🤖 AI Summary
This work addresses the challenge of deploying agile multi-contact locomotion on humanoid robots, which typically requires extensive skill-specific customization and parameter tuning. The authors propose ZEST, a framework that leverages reinforcement learning to train whole-body control policies end-to-end from diverse motion data—including motion capture, monocular video, and animation—without relying on contact labels, reference windows, state estimators, or intricate reward shaping. By integrating adaptive sampling with a model-based auxiliary torque curriculum, ZEST achieves zero-shot generalization across behaviors and platforms under moderate domain randomization in simulation. Experiments demonstrate successful reproduction of complex multi-contact skills such as crawling and breakdancing on the Atlas robot, direct transfer of dance and box-jumping motions from video to both Atlas and Unitree G1, and even consecutive backflips on the quadrupedal Spot robot, highlighting its strong cross-modal and cross-morphology generalization capabilities.
📝 Abstract
Achieving robust, human-like whole-body control on humanoid robots for agile, contact-rich behaviors remains a central challenge, demanding heavy per-skill engineering and a brittle process of tuning controllers.
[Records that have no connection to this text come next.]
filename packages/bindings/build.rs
extern crate napi_build;

fn main() {
    napi_build::setup();
}
pub mod csv_out;
pub mod minimal;
pub mod table;

use crate::OutputFormat;
use serde_json::Value;

/// Dispatch output to the appropriate formatter.
pub fn format_output(format: &OutputFormat, value: &Value) {
    match format {
        OutputFormat::Json => print_json(value),
        OutputFormat::Table => table::print_table(value),
        OutputFormat::Csv => csv_out::print_csv(value),
        OutputFormat::Minimal => minimal::print_minimal(value),
    }
}

/// Pretty-print JSON to stdout.
fn print_json(value: &Value) {
    match serde_json::to_string_pretty(value) {
        Ok(s) => println!("{}", s),
        Err(e) => tracing::error!("JSON serialization error: {}", e),
    }
}
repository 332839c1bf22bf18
use clap::Args;
use rust_decimal::Decimal;
use serde_json::{json, Value};
use tracing::debug;

use microloan_core::lending::format::QuoteDisplay;
use microloan_core::lending::product::LoanProduct;
use microloan_core::lending::quote::{self, LoanQuoteInput};
use microloan_core::lending::schedule;

use crate::input;

/// Arguments shared by quote and schedule
#[derive(Args)]
pub struct TermsArgs {
    /// Path to JSON input file (overrides individual flags)
    #[arg(long)]
    pub input: Option<String>,

    /// Amount requested
    #[arg(long, alias = "amount")]
    pub principal: Option<Decimal>,

    /// Repayment period in whole months
    #[arg(long, alias = "tenure-months")]
    pub tenure: Option<u32>,
}

/// Arguments for a loan quote
#[derive(Args)]
pub struct QuoteArgs {
    #[command(flatten)]
    pub terms: TermsArgs,
}

/// Arguments for a repayment schedule
#[derive(Args)]
pub struct ScheduleArgs {
    #[command(flatten)]
    pub terms: TermsArgs,

    /// Round amounts to this many decimal places; the last month absorbs the remainder
    #[arg(long)]
    pub round: Option<u32>,
}

fn resolve_terms(args: &TermsArgs) -> Result<LoanQuoteInput, Box<dyn std::error::Error>> {
    if let Some(ref path) = args.input {
        return input::file::read_json(path);
    }
    if args.principal.is_some() || args.tenure.is_some() {
        return Ok(LoanQuoteInput {
            principal: args.principal,
            tenure_months: args.tenure,
        });
    }
    Ok(input::stdin::read_stdin()?.unwrap_or_default())
}

pub fn run_quote(args: QuoteArgs, product: &LoanProduct) -> Result<Value, Box<dyn std::error::Error>> {
    let terms = resolve_terms(&args.terms)?;
    debug!(?terms, "quote requested");

    let output = quote::price_loan(&terms, product)?;
    let display = match (output.result.ready, terms.tenure_months) {
        (true, Some(tenure)) => Some(QuoteDisplay::from_quote(
            &output.result.quote,
            tenure,
            &product.currency,
        )),
        _ => None,
    };

    let mut value = serde_json::to_value(&output)?;
    if let (Some(display), Value::Object(map)) = (display, &mut value) {
        map.insert("display".into(), serde_json::to_value(display)?);
    }
    Ok(value)
}

pub fn run_schedule(args: ScheduleArgs, product: &LoanProduct) -> Result<Value, Box<dyn std::error::Error>> {
    let terms = resolve_terms(&args.terms)?;
    debug!(?terms, round = ?args.round, "schedule requested");

    let Some(rows) = schedule::repayment_schedule(&terms, product) else {
        let output = quote::price_loan(&terms, product)?;
        return Err(format!(
            "cannot build a schedule until the quote is ready: {}",
            output.warnings.join("; ")
        )
        .into());
    };

    let rows = match args.round {
        Some(dp) => schedule::round_schedule(&rows, dp),
        None => rows,
    };
    let totals = quote::quote_loan_with(&terms, product);

    Ok(json!({
        "results": rows,
        "total_repayable": totals.total_repayable,
        "upfront_fees": totals.upfront_fees,
        "methodology": "Equal monthly installments of principal plus flat interest; final month absorbs rounding",
    }))
}
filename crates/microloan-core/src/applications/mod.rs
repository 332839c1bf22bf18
//! Applicant-facing forms and the payload they hand to an email relay.
//!
//! Nothing here sends mail. `prepare_submission` validates a form and
//! returns the flat template parameters a relay fills its template with.

pub mod career;
pub mod contact;
pub mod loan;

use regex::Regex;
use serde::{Deserialize, Serialize};
use std::collections::BTreeMap;
use std::sync::LazyLock;
use tracing::debug;
use url::Url;

use crate::error::MicroloanError;
use crate::MicroloanResult;

pub use career::CareerApplication;
pub use contact::{ContactMessage, ContactSubject};
pub use loan::LoanApplication;

/// Flat key/value payload for a message template.
pub type TemplateParams = BTreeMap<String, String>;

static EMAIL_RE: LazyLock<Regex> = LazyLock::new(|| {
    Regex::new(r"^[^\s@]+@[^\s@]+\.[^\s@]+$").expect("email pattern is a valid regex")
});

#[derive(Debug, Clone, Copy, PartialEq, Eq, Serialize, Deserialize)]
#[serde(rename_all = "snake_case")]
pub enum ApplicationKind {
    LoanApplication,
    CareerApplication,
    ContactMessage,
}

/// A form an applicant can submit.
pub trait Application {
    fn kind(&self) -> ApplicationKind;

    /// Check required fields and links, reporting the first failure.
    fn validate(&self) -> MicroloanResult<()>;

    /// Template parameters, assuming `validate` has passed.
    fn template_params(&self) -> TemplateParams;
}

/// A validated form, ready to relay.
#[derive(Debug, Clone, PartialEq, Eq, Serialize, Deserialize)]
pub struct Submission {
    pub kind: ApplicationKind,
    pub template_params: TemplateParams,
}

/// Validate `form` and build its relay payload.
pub fn prepare_submission<A: Application>(form: &A) -> MicroloanResult<Submission> {
    form.validate()?;
    let template_params = form.template_params();
    debug!(kind = ?form.kind(), params = template_params.len(), "submission prepared");
    Ok(Submission {
        kind: form.kind(),
        template_params,
    })
}

// ---------------------------------------------------------------------------
// Field checks shared by the forms
// ---------------------------------------------------------------------------

/// Required text field: present once surrounding whitespace is removed.
pub(crate) fn require(field: &str, value: &str) -> MicroloanResult<()> {
    if value.trim().is_empty() {
        return Err(MicroloanError::MissingField {
            field: field.to_string(),
        });
    }
    Ok(())
}

/// Absolute http(s) URL, as the document-link fields expect.
pub fn validate_link(field: &str, value: &str) -> MicroloanResult<()> {
    let value = value.trim();
    if value.is_empty() {
        return Err(MicroloanError::InvalidLink {
            field: field.to_string(),
            reason: "URL cannot be empty".into(),
        });
    }

    match Url::parse(value) {
        Ok(url) => match url.scheme() {
            "http" | "https" => Ok(()),
            scheme => Err(MicroloanError::InvalidLink {
                field: field.to_string(),
                reason: format!("Unsupported URL scheme: {scheme}"),
            }),
        },
        Err(e) => Err(MicroloanError::InvalidLink {
            field: field.to_string(),
            reason: format!("Invalid URL format: {e}"),
        }),
    }
}

pub fn validate_email(field: &str, value: &str) -> MicroloanResult<()> {
    require(field, value)?;
    if !EMAIL_RE.is_match(value.trim()) {
        return Err(MicroloanError::InvalidInput {
            field: field.to_string(),
            reason: "not a valid email address".into(),
        });
    }
    Ok(())
}

pub(crate) fn param(params: &mut TemplateParams, key: &str, value: &str) {
    params.insert(key.to_string(), value.trim().to_string());
}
We introduce ZEST (Zero-shot Embodied Skill Transfer), a streamlined motion-imitation framework that trains policies via reinforcement learning from diverse sources -- high-fidelity motion capture, noisy monocular video, and non-physics-constrained animation -- and deploys them to hardware zero-shot. ZEST generalizes across behaviors and platforms while avoiding contact labels, reference or observation windows, state estimators, and extensive reward shaping. Its training pipeline combines adaptive sampling, which focuses training on difficult motion segments, and an automatic curriculum using a model-based assistive wrench, together enabling dynamic, long-horizon maneuvers. We further provide a procedure for selecting joint-level gains from approximate analytical armature values for closed-chain actuators, along with a refined model of actuators. Trained entirely in simulation with moderate domain randomization, ZEST demonstrates remarkable generality. On Boston Dynamics'Atlas humanoid, ZEST learns dynamic, multi-contact skills (e.g., army crawl, breakdancing) from motion capture. It transfers expressive dance and scene-interaction skills, such as box-climbing, directly from videos to Atlas and the Unitree G1. Furthermore, it extends across morphologies to the Spot quadruped, enabling acrobatics, such as a continuous backflip, through animation. Together, these results demonstrate robust zero-shot deployment across heterogeneous data sources and embodiments, establishing ZEST as a scalable interface between biological movements and their robotic counterparts.